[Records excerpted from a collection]
──────

// Module ownership tree
// Parents own children (Arc); children point back with Weak.
use std::sync::{Arc, Mutex, MutexGuard, PoisonError, RwLock, Weak};
use tokio::sync::Mutex as AsyncMutex;
use tracing::debug;

use crate::application::module::Module;
use crate::domain::error::{DomainError, Result};

/// Serializes structural mutations against readers across all trees, so a
/// reparent is never observed half-done.
static TREE_LOCK: RwLock<()> = RwLock::new(());

#[derive(Default)]
struct Links {
    parent: Weak<ModuleNode>,
    children: Vec<Arc<ModuleNode>>,
}

/// A module wrapped with parent/child relationships
pub struct ModuleNode {
    module: AsyncMutex<Box<dyn Module>>,
    links: Mutex<Links>,
}

impl ModuleNode {
    /// Create a root node
    pub fn new(module: Box<dyn Module>) -> Arc<Self> {
        Arc::new(Self {
            module: AsyncMutex::new(module),
            links: Mutex::new(Links::default()),
        })
    }

    /// Create a node already adopted by `parent`
    pub fn new_child(module: Box<dyn Module>, parent: &Arc<Self>) -> Result<Arc<Self>> {
        let node = Self::new(module);
        node.adopt(parent)?;
        Ok(node)
    }

    /// Exclusive access to the wrapped module
    pub async fn module(&self) -> tokio::sync::MutexGuard<'_, Box<dyn Module>> {
        self.module.lock().await
    }

    pub fn parent(&self) -> Option<Arc<ModuleNode>> {
        let _tree = TREE_LOCK.read().unwrap_or_else(PoisonError::into_inner);
        self.links().parent.upgrade()
    }

    pub fn children(&self) -> Vec<Arc<ModuleNode>> {
        let _tree = TREE_LOCK.read().unwrap_or_else(PoisonError::into_inner);
        self.links().children.clone()
    }

    pub fn is_root(&self) -> bool {
        self.parent().is_none()
    }

    /// Replace the children collection wholesale.
    ///
    /// Incoming children are NOT reparented and outgoing children keep their
    /// parent pointer; pair with [`ModuleNode::adopt`] when both directions
    /// must agree.
    pub fn set_children(&self, children: Vec<Arc<ModuleNode>>) {
        let _tree = TREE_LOCK.write().unwrap_or_else(PoisonError::into_inner);
        self.links().children = children;
    }

    /// Move this node under `new_parent`.
    ///
    /// In one critical section: removes self from the old parent's children
    /// (skipped for a root), points self at `new_parent`, appends self to
    /// `new_parent`'s children exactly once.
    ///
    /// # Errors
    /// - DomainError::CycleDetected if `new_parent` is this node or one of its descendants.
    ///   Nothing is mutated in that case.
    pub fn adopt(self: &Arc<Self>, new_parent: &Arc<Self>) -> Result<()> {
        let _tree = TREE_LOCK.write().unwrap_or_else(PoisonError::into_inner);

        if self.is_ancestor_of(new_parent) {
            return Err(DomainError::CycleDetected);
        }

        let old_parent = self.links().parent.upgrade();
        if let Some(old) = &old_parent {
            old.links().children.retain(|child| !Arc::ptr_eq(child, self));
        }

        self.links().parent = Arc::downgrade(new_parent);

        let mut links = new_parent.links();
        links.children.retain(|child| !Arc::ptr_eq(child, self));
        links.children.push(Arc::clone(self));

        debug!(
            had_parent = old_parent.is_some(),
            siblings = links.children.len() - 1,
            "Node adopted"
        );
        Ok(())
    }

    // Caller holds TREE_LOCK.
    fn is_ancestor_of(self: &Arc<Self>, node: &Arc<Self>) -> bool {
        let mut current = Some(Arc::clone(node));
        while let Some(candidate) = current {
            if Arc::ptr_eq(&candidate, self) {
                return true;
            }
            current = candidate.links().parent.upgrade();
        }
        false
    }

    fn links(&self) -> MutexGuard<'_, Links> {
        self.links.lock().unwrap_or_else(PoisonError::into_inner)
    }
}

──────

- **Exercise goal**
Begin with the line that contains "links.children.push(Arc::clone(self));" and end with the last line of the records; set down every line in that span exactly, and nothing else.

- **Task solution**
        links.children.push(Arc::clone(self));

        debug!(
            had_parent = old_parent.is_some(),
            siblings = links.children.len() - 1,
            "Node adopted"
        );
        Ok(())
    }

    // Caller holds TREE_LOCK.
    fn is_ancestor_of(self: &Arc<Self>, node: &Arc<Self>) -> bool {
        let mut current = Some(Arc::clone(node));
        while let Some(candidate) = current {
            if Arc::ptr_eq(&candidate, self) {
                return true;
            }
            current = candidate.links().parent.upgrade();
        }
        false
    }

    fn links(&self) -> MutexGuard<'_, Links> {
        self.links.lock().unwrap_or_else(PoisonError::into_inner)
    }
}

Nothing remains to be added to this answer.